Terrence OBrien said:


> _"Of course. Have you even seen the opposite? It's not an advance, it's a profit. The advance itself was profit. Profit before agents, expenses and taxes, but that's another story."_
> 
> I haven't seen the opposite. I gave an earlier example of a $10k advance and sales of 500k. You responded by saying,
> 
> ...


If you mean 500K in the long run, yes, that might happen even in a small project although I haven't seen it happen yet. I have seen 50th editions on very old contracts in some small countries where everything starts with very small print run and sell steadily for years.

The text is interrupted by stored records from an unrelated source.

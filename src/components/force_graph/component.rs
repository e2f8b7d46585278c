use std::cell::{Cell, RefCell};
use std::rc::Rc;

use leptos::prelude::*;
use log::debug;
use wasm_bindgen::prelude::*;
use web_sys::{CanvasRenderingContext2d, HtmlCanvasElement, MouseEvent, WheelEvent};

use super::render;
use super::state::{ForceGraphState, PointerRelease};
use super::types::{GraphCommand, GraphData, GraphHandle};
use crate::config::{GraphStyle, PhysicsConfig};

/// Longest simulated step after a stalled frame (tab in background etc).
const MAX_FRAME_DT: f64 = 0.1;
const FALLBACK_SIZE: (f64, f64) = (800.0, 600.0);

type SharedState = Rc<RefCell<Option<ForceGraphState>>>;

/// Size of the element the canvas fills; a collapsed parent falls back to
/// `FALLBACK_SIZE` per axis.
fn container_size(canvas: &HtmlCanvasElement) -> (f64, f64) {
	let parent = canvas.parent_element();
	let measure = |get: fn(&web_sys::Element) -> i32, fallback: f64| {
		parent
			.as_ref()
			.map(|p| get(p) as f64)
			.filter(|v| *v > 0.0)
			.unwrap_or(fallback)
	};
	(
		measure(web_sys::Element::client_width, FALLBACK_SIZE.0),
		measure(web_sys::Element::client_height, FALLBACK_SIZE.1),
	)
}

fn local_point(canvas: &HtmlCanvasElement, ev: &MouseEvent) -> (f64, f64) {
	let rect = canvas.get_bounding_client_rect();
	(
		ev.client_x() as f64 - rect.left(),
		ev.client_y() as f64 - rect.top(),
	)
}

#[component]
pub fn ForceGraphCanvas(
	#[prop(into)] data: Signal<GraphData>,
	style: GraphStyle,
	physics: PhysicsConfig,
	handle: GraphHandle,
	#[prop(into)] on_select: Callback<Vec<String>>,
	#[prop(into)] on_stabilized: Callback<()>,
	#[prop(into)] on_focus_missed: Callback<String>,
) -> impl IntoView {
	let canvas_ref = NodeRef::<leptos::html::Canvas>::new();
	let state: SharedState = Rc::new(RefCell::new(None));
	let animate: Rc<RefCell<Option<Closure<dyn FnMut()>>>> = Rc::new(RefCell::new(None));
	let resize_cb: Rc<RefCell<Option<Closure<dyn FnMut()>>>> = Rc::new(RefCell::new(None));
	let (state_init, animate_init, resize_cb_init) =
		(state.clone(), animate.clone(), resize_cb.clone());

	Effect::new(move |_| {
		let Some(canvas) = canvas_ref.get() else {
			return;
		};
		if state_init.borrow().is_some() {
			return;
		}
		let canvas: HtmlCanvasElement = canvas.into();
		let Some(window) = web_sys::window() else {
			return;
		};

		let (w, h) = container_size(&canvas);
		canvas.set_width(w as u32);
		canvas.set_height(h as u32);

		let Some(ctx) = canvas
			.get_context("2d")
			.ok()
			.flatten()
			.and_then(|c| c.dyn_into::<CanvasRenderingContext2d>().ok())
		else {
			log::error!("canvas 2d context unavailable");
			return;
		};
		*state_init.borrow_mut() = Some(ForceGraphState::new(
			&data.get_untracked(),
			style.clone(),
			physics.clone(),
			w,
			h,
		));

		// The container follows the window, so re-measure it on window resize.
		let (state_resize, canvas_resize) = (state_init.clone(), canvas.clone());
		*resize_cb_init.borrow_mut() = Some(Closure::new(move || {
			if !canvas_resize.is_connected() {
				return;
			}
			let (nw, nh) = container_size(&canvas_resize);
			canvas_resize.set_width(nw as u32);
			canvas_resize.set_height(nh as u32);
			if let Some(ref mut s) = *state_resize.borrow_mut() {
				s.resize(nw, nh);
			}
		}));
		if let Some(ref cb) = *resize_cb_init.borrow() {
			let _ = window.add_event_listener_with_callback("resize", cb.as_ref().unchecked_ref());
		}

		let (state_anim, animate_inner) = (state_init.clone(), animate_init.clone());
		let last_frame = Rc::new(Cell::new(js_sys::Date::now()));
		*animate_init.borrow_mut() = Some(Closure::new(move || {
			if !canvas.is_connected() {
				state_anim.borrow_mut().take();
				return;
			}
			let now = js_sys::Date::now();
			let dt = ((now - last_frame.get()) / 1000.0).clamp(0.0, MAX_FRAME_DT);
			last_frame.set(now);

			let settled = match *state_anim.borrow_mut() {
				Some(ref mut s) => {
					let settled = s.tick(dt);
					render::render(s, &ctx);
					settled
				}
				None => false,
			};
			if settled {
				debug!("stabilization finished");
				on_stabilized.run(());
			}

			if let (Some(cb), Some(win)) = (animate_inner.borrow().as_ref(), web_sys::window()) {
				let _ = win.request_animation_frame(cb.as_ref().unchecked_ref());
			}
		}));
		if let Some(ref cb) = *animate_init.borrow() {
			let _ = window.request_animation_frame(cb.as_ref().unchecked_ref());
		}
	});

	let state_data = state.clone();
	Effect::new(move |_| {
		let next = data.get();
		if let Some(ref mut s) = *state_data.borrow_mut() {
			s.set_data(&next);
			debug!("graph view: {} nodes, {} drawable edges", s.node_count(), s.edge_count());
		}
	});

	let state_cmd = state.clone();
	Effect::new(move |_| {
		let commands = handle.drain();
		if commands.is_empty() {
			return;
		}
		let mut missed = Vec::new();
		{
			let mut guard = state_cmd.borrow_mut();
			let Some(s) = guard.as_mut() else {
				debug!("graph not ready, dropping {} commands", commands.len());
				return;
			};
			for command in commands {
				match command {
					GraphCommand::Focus(id) => {
						if !s.focus(&id) {
							debug!("focus target {id} is not visible");
							missed.push(id);
						}
					}
					GraphCommand::Select(ids) => {
						s.select(&ids);
					}
					GraphCommand::Fit => s.fit(),
					GraphCommand::Stabilize if s.is_stabilizing() => {}
					GraphCommand::Stabilize => s.start_stabilization(),
				}
			}
		}
		for id in missed {
			on_focus_missed.run(id);
		}
	});

	let state_md = state.clone();
	let on_mousedown = move |ev: MouseEvent| {
		let Some(canvas) = canvas_ref.get() else {
			return;
		};
		let canvas: HtmlCanvasElement = canvas.into();
		let (x, y) = local_point(&canvas, &ev);
		if let Some(ref mut s) = *state_md.borrow_mut() {
			s.pointer_down(x, y);
		}
	};

	let state_mm = state.clone();
	let on_mousemove = move |ev: MouseEvent| {
		let Some(canvas) = canvas_ref.get() else {
			return;
		};
		let canvas: HtmlCanvasElement = canvas.into();
		let (x, y) = local_point(&canvas, &ev);
		if let Some(ref mut s) = *state_mm.borrow_mut() {
			s.pointer_move(x, y);
			let cursor = if s.hover.node.is_some() { "pointer" } else { "grab" };
			let _ = web_sys::HtmlElement::style(&canvas).set_property("cursor", cursor);
		}
	};

	let state_mu = state.clone();
	let on_mouseup = move |ev: MouseEvent| {
		let release = state_mu.borrow_mut().as_mut().map(|s| s.pointer_up());
		let Some(PointerRelease::Click(target)) = release else {
			return;
		};
		let additive = ev.ctrl_key() || ev.meta_key();
		let selection = state_mu
			.borrow_mut()
			.as_mut()
			.and_then(|s| s.click(target, additive));
		if let Some(ids) = selection {
			debug!("selected {:?}", ids);
			on_select.run(ids);
		}
	};

	let state_ml = state.clone();
	let on_mouseleave = move |_: MouseEvent| {
		if let Some(ref mut s) = *state_ml.borrow_mut() {
			s.pointer_leave();
		}
	};

	let state_wh = state.clone();
	let on_wheel = move |ev: WheelEvent| {
		ev.prevent_default();
		let Some(canvas) = canvas_ref.get() else {
			return;
		};
		let canvas: HtmlCanvasElement = canvas.into();
		let (x, y) = local_point(&canvas, &ev);
		if let Some(ref mut s) = *state_wh.borrow_mut() {
			s.zoom_at(x, y, ev.delta_y());
		}
	};

	view! {
		<canvas
			node_ref=canvas_ref
			class="force-graph-canvas"
			on:mousedown=on_mousedown
			on:mousemove=on_mousemove
			on:mouseup=on_mouseup
			on:mouseleave=on_mouseleave
			on:wheel=on_wheel
			style="display: block; cursor: grab;"
		/>
	}
}
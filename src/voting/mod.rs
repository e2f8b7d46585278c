//! "What Are You Reading" voting logic.

mod form;
mod model;

pub use form::{SubmitDecision, VoteForm, search_query};
pub use model::{VoteBoard, VoteCandidate, VoteReceipt, VoteRequest};
//! Abbreviation extraction core
//!
//! This module implements the extraction pipeline: text normalization,
//! candidate scanning, separator-preserving tokenization, comparable-unit
//! reduction, greedy backward matching, and validation with phrase
//! reconstruction.

pub mod extract;
pub mod matcher;
pub mod normalize;
pub mod scan;
pub mod token;
pub mod units;

pub use extract::{
    collect, extract, extract_with_options, extract_with_report, sort_key, AbbreviationMatch,
    CandidateReport, ExtractOptions, ExtractionReport, ReconstructionPolicy,
};
pub use matcher::{match_abbreviation, MatchOutcome};
pub use normalize::normalize;
pub use scan::{count_usage, scan, Candidate};
pub use token::tokenize;
pub use units::{abbr_units, word_unit, AbbrSegment};
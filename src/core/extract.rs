//! Extraction pipeline: scan, match, validate, reconstruct.

use fxhash::FxHashMap;
use indexmap::IndexMap;
use lazy_static::lazy_static;
use regex::Regex;
use serde::{Deserialize, Serialize};

use crate::core::matcher::match_abbreviation;
use crate::core::normalize::normalize;
use crate::core::scan::{count_usage, scan};
use crate::core::token::tokenize;
use crate::core::units::abbr_units;
use crate::utils::error::ExtractWarning;

/// How the definition phrase is sliced once a match is accepted.
#[derive(Debug, Clone, Copy, PartialEq, Eq, Default, Serialize, Deserialize)]
#[serde(rename_all = "snake_case")]
pub enum ReconstructionPolicy {
    /// Slice from the first matched token to the end of the phrase,
    /// keeping trailing qualifier words past the last-matched unit.
    #[default]
    ToEndOfLine,
    /// Slice from the first matched token to the last matched token only.
    MinToMax,
}

/// Tunable extraction behavior.
#[derive(Debug, Clone, PartialEq, Serialize, Deserialize)]
pub struct ExtractOptions {
    /// Minimum fraction of abbreviation units that must match (0.0 to 1.0).
    pub threshold: f64,
    /// Phrase slicing policy.
    pub reconstruction: ReconstructionPolicy,
    /// Additionally require the first and last abbreviation units to have
    /// matched.
    pub require_first_last_match: bool,
    /// Minimum standalone usage count elsewhere in the text.
    pub min_usage: usize,
    /// Run the normalizer before scanning. Disable when the input has
    /// already been normalized.
    pub normalize: bool,
}

impl Default for ExtractOptions {
    fn default() -> Self {
        ExtractOptions {
            threshold: 0.7,
            reconstruction: ReconstructionPolicy::default(),
            require_first_last_match: false,
            min_usage: 0,
            normalize: true,
        }
    }
}

impl ExtractOptions {
    /// Strict options: the first and last abbreviation units must match.
    pub fn strict() -> Self {
        ExtractOptions {
            require_first_last_match: true,
            ..Self::default()
        }
    }
}

/// One extracted abbreviation. Immutable once constructed; callers may
/// re-sort or filter collections of these but should not edit records.
#[derive(Debug, Clone, PartialEq, Serialize, Deserialize)]
pub struct AbbreviationMatch {
    /// The abbreviation as written in the text
    pub abbreviation: String,
    /// The reconstructed definition phrase, original spacing preserved
    pub full_name: String,
    /// Standalone occurrences of the abbreviation elsewhere in the text
    pub usage_count: usize,
    /// Fraction of abbreviation units matched to tokens
    pub match_ratio: f64,
}

/// One candidate as seen by the collect stage, before any filtering.
#[derive(Debug, Clone, PartialEq, Serialize, Deserialize)]
pub struct CandidateReport {
    pub abbreviation: String,
    /// Reconstructed phrase, or empty when nothing matched
    pub full_name: String,
    pub usage_count: usize,
    pub match_ratio: f64,
    pub words_matched_ratio: f64,
}

/// Full output of one extraction run.
#[derive(Debug, Clone, Default)]
pub struct ExtractionReport {
    /// Validated matches, sorted by usage count then sort key
    pub matches: Vec<AbbreviationMatch>,
    /// Every candidate the scanner produced, unfiltered
    pub candidates: Vec<CandidateReport>,
    /// Non-fatal conditions hit along the way
    pub warnings: Vec<ExtractWarning>,
}

lazy_static! {
    static ref LEADING_NON_WORD_RE: Regex = Regex::new(r"^[^\w]+").unwrap();
}

/// Extract abbreviations with default options.
pub fn extract(text: &str) -> Vec<AbbreviationMatch> {
    extract_with_options(text, &ExtractOptions::default())
}

/// Extract abbreviations with explicit options.
pub fn extract_with_options(text: &str, options: &ExtractOptions) -> Vec<AbbreviationMatch> {
    extract_with_report(text, options).matches
}

/// Extract abbreviations, returning the full report: matches, the
/// unfiltered candidate list, and any warnings.
pub fn extract_with_report(text: &str, options: &ExtractOptions) -> ExtractionReport {
    if options.normalize {
        run(&normalize(text), options)
    } else {
        run(text, options)
    }
}

/// Collect every candidate with its ratios and usage count, applying no
/// validity filtering. Useful for inspecting why a candidate was rejected.
pub fn collect(text: &str) -> Vec<CandidateReport> {
    extract_with_report(text, &ExtractOptions::default()).candidates
}

/// Sort key for an abbreviation: the concatenation of its comparable
/// units, falling back to the abbreviation itself with leading non-word
/// characters stripped. Keeps `$\alpha$R` next to `AR` rather than first.
pub fn sort_key(abbr: &str) -> String {
    let key: String = abbr_units(abbr).iter().map(|s| s.unit.as_str()).collect();
    if !key.is_empty() {
        return key;
    }
    let lowered = abbr.to_lowercase();
    LEADING_NON_WORD_RE.replace(&lowered, "").into_owned()
}

fn run(text: &str, options: &ExtractOptions) -> ExtractionReport {
    let candidates = scan(text);
    let mut warnings = Vec::new();

    // Usage counts, one lookup per distinct abbreviation.
    let mut usage: FxHashMap<&str, usize> = FxHashMap::default();
    for candidate in &candidates {
        if usage.contains_key(candidate.abbr) {
            continue;
        }
        let count = match count_usage(text, candidate.abbr) {
            Ok(count) => count,
            Err(err) => {
                warnings.push(ExtractWarning::regex_error(candidate.abbr, err));
                0
            }
        };
        usage.insert(candidate.abbr, count);
    }

    let mut reports = Vec::new();
    let mut accepted: IndexMap<String, AbbreviationMatch> = IndexMap::new();

    for candidate in &candidates {
        let usage_count = usage.get(candidate.abbr).copied().unwrap_or(0);

        let tokens = tokenize(candidate.phrase);
        if tokens.is_empty() {
            warnings.push(ExtractWarning::no_words_ahead(candidate.abbr));
            continue;
        }

        let outcome = match_abbreviation(&tokens, candidate.abbr);
        if outcome.indices.is_empty() {
            warnings.push(ExtractWarning::malformed_abbreviation(candidate.abbr));
            continue;
        }

        let matched = outcome.matched_indices();
        let full_name = reconstruct(&tokens, &matched, options.reconstruction);

        reports.push(CandidateReport {
            abbreviation: candidate.abbr.to_string(),
            full_name: full_name.clone().unwrap_or_default(),
            usage_count,
            match_ratio: outcome.match_ratio,
            words_matched_ratio: outcome.words_matched_ratio,
        });

        if outcome.match_ratio < options.threshold {
            continue;
        }
        if options.require_first_last_match
            && (outcome.indices.first().map_or(true, Option::is_none)
                || outcome.indices.last().map_or(true, Option::is_none))
        {
            continue;
        }
        if usage_count < options.min_usage {
            continue;
        }
        let Some(full_name) = full_name else {
            continue;
        };

        // A later definition for the same abbreviation overwrites the
        // earlier one, keeping the first-seen position.
        accepted.insert(
            candidate.abbr.to_string(),
            AbbreviationMatch {
                abbreviation: candidate.abbr.to_string(),
                full_name,
                usage_count,
                match_ratio: outcome.match_ratio,
            },
        );
    }

    let mut matches: Vec<AbbreviationMatch> = accepted.into_values().collect();
    matches.sort_by(|a, b| {
        b.usage_count
            .cmp(&a.usage_count)
            .then_with(|| sort_key(&a.abbreviation).cmp(&sort_key(&b.abbreviation)))
    });

    ExtractionReport {
        matches,
        candidates: reports,
        warnings,
    }
}

/// Slice the token list per policy and rejoin it. Tokens carry their own
/// separators, so concatenation reproduces the original spacing.
fn reconstruct(
    tokens: &[&str],
    matched: &[usize],
    policy: ReconstructionPolicy,
) -> Option<String> {
    let min_idx = *matched.iter().min()?;
    let slice = match policy {
        ReconstructionPolicy::ToEndOfLine => &tokens[min_idx..],
        ReconstructionPolicy::MinToMax => {
            let max_idx = *matched.iter().max()?;
            &tokens[min_idx..=max_idx]
        }
    };
    let name = slice.concat().trim().to_string();
    if name.is_empty() {
        None
    } else {
        Some(name)
    }
}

All profit from contracts is before agents get their share. It's revenue in the business sense. If you subtract a 10% or 15% for the agent, you have your income before taxes. Then you remove your expenses, count in your taxes, and decide if you want to keep writing

You have written 5 moderately successful books and approach a big publishing house with a manuscript they like. You might get something like $50K and 8% and they might do a 100K run.

A 8% paperback will not flood you with income. It's $0.60 to $1,20 per copy in paperback. You will probably make your advance back in 18months to 2 years. Then you might make some more money.

It makes sense if one is starting out to consider that the advance is evrtything he/she is going to get from that particular book. It's not an absolute, it's a practical reallity and nobody is being exploted. The publisher knows the market, they had so many books in the past they will estimate what it can sell and hope for statistics to keep them away from tragical mistakes.

$50K is still good money. You have already been paid for 42K to 83K units on the very advance. But you need to have something really good or previous books to get that deal.

On an ebook you decide about everything. No advance though. You even have to pay for some small expenses for editing and marketing.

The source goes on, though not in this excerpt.